Task
Repeat the entries exactly as they stand.

** Input data follows **

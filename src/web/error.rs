//! Mapping of request failures to HTTP responses

use axum::http::StatusCode;
use axum::response::{IntoResponse, Response};

use crate::store::StoreError;

pub const UNABLE_TO_PARSE_REQUEST_BODY: &str = "Unable to parse request body";
pub const VALUE_CAN_NOT_BE_EMPTY: &str = "Value can not be empty";
pub const KEY_CAN_NOT_BE_EMPTY: &str = "Key can not be empty";
pub const INVALID_DURATION: &str = "Invalid duration";
pub const TOO_MANY_REQUESTS: &str = "Too many requests";

/// Error type returned by handlers and middleware
#[derive(Debug)]
pub enum ApiError {
    BadRequest(&'static str),
    Store(StoreError),
    TooManyRequests,
}

impl IntoResponse for ApiError {
    fn into_response(self) -> Response {
        match self {
            ApiError::BadRequest(msg) => (StatusCode::BAD_REQUEST, msg).into_response(),
            ApiError::Store(StoreError::KeyNotFound) => {
                (StatusCode::NOT_FOUND, StoreError::KeyNotFound.to_string()).into_response()
            }
            ApiError::Store(StoreError::KeyExpired) => {
                (StatusCode::GONE, StoreError::KeyExpired.to_string()).into_response()
            }
            // 204 carries no body
            ApiError::Store(StoreError::StorageEmpty) => StatusCode::NO_CONTENT.into_response(),
            ApiError::TooManyRequests => {
                (StatusCode::TOO_MANY_REQUESTS, TOO_MANY_REQUESTS).into_response()
            }
        }
    }
}

impl From<StoreError> for ApiError {
    fn from(e: StoreError) -> Self {
        ApiError::Store(e)
    }
}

** End of Input data **

Result
filename src/web/error.rs
//! Mapping of request failures to HTTP responses

use axum::http::StatusCode;
use axum::response::{IntoResponse, Response};

use crate::store::StoreError;

pub const UNABLE_TO_PARSE_REQUEST_BODY: &str = "Unable to parse request body";
pub const VALUE_CAN_NOT_BE_EMPTY: &str = "Value can not be empty";
pub const KEY_CAN_NOT_BE_EMPTY: &str = "Key can not be empty";
pub const INVALID_DURATION: &str = "Invalid duration";
pub const TOO_MANY_REQUESTS: &str = "Too many requests";

/// Error type returned by handlers and middleware
#[derive(Debug)]
pub enum ApiError {
    BadRequest(&'static str),
    Store(StoreError),
    TooManyRequests,
}

impl IntoResponse for ApiError {
    fn into_response(self) -> Response {
        match self {
            ApiError::BadRequest(msg) => (StatusCode::BAD_REQUEST, msg).into_response(),
            ApiError::Store(StoreError::KeyNotFound) => {
                (StatusCode::NOT_FOUND, StoreError::KeyNotFound.to_string()).into_response()
            }
            ApiError::Store(StoreError::KeyExpired) => {
                (StatusCode::GONE, StoreError::KeyExpired.to_string()).into_response()
            }
            // 204 carries no body
            ApiError::Store(StoreError::StorageEmpty) => StatusCode::NO_CONTENT.into_response(),
            ApiError::TooManyRequests => {
                (StatusCode::TOO_MANY_REQUESTS, TOO_MANY_REQUESTS).into_response()
            }
        }
    }
}

impl From<StoreError> for ApiError {
    fn from(e: StoreError) -> Self {
        ApiError::Store(e)
    }
}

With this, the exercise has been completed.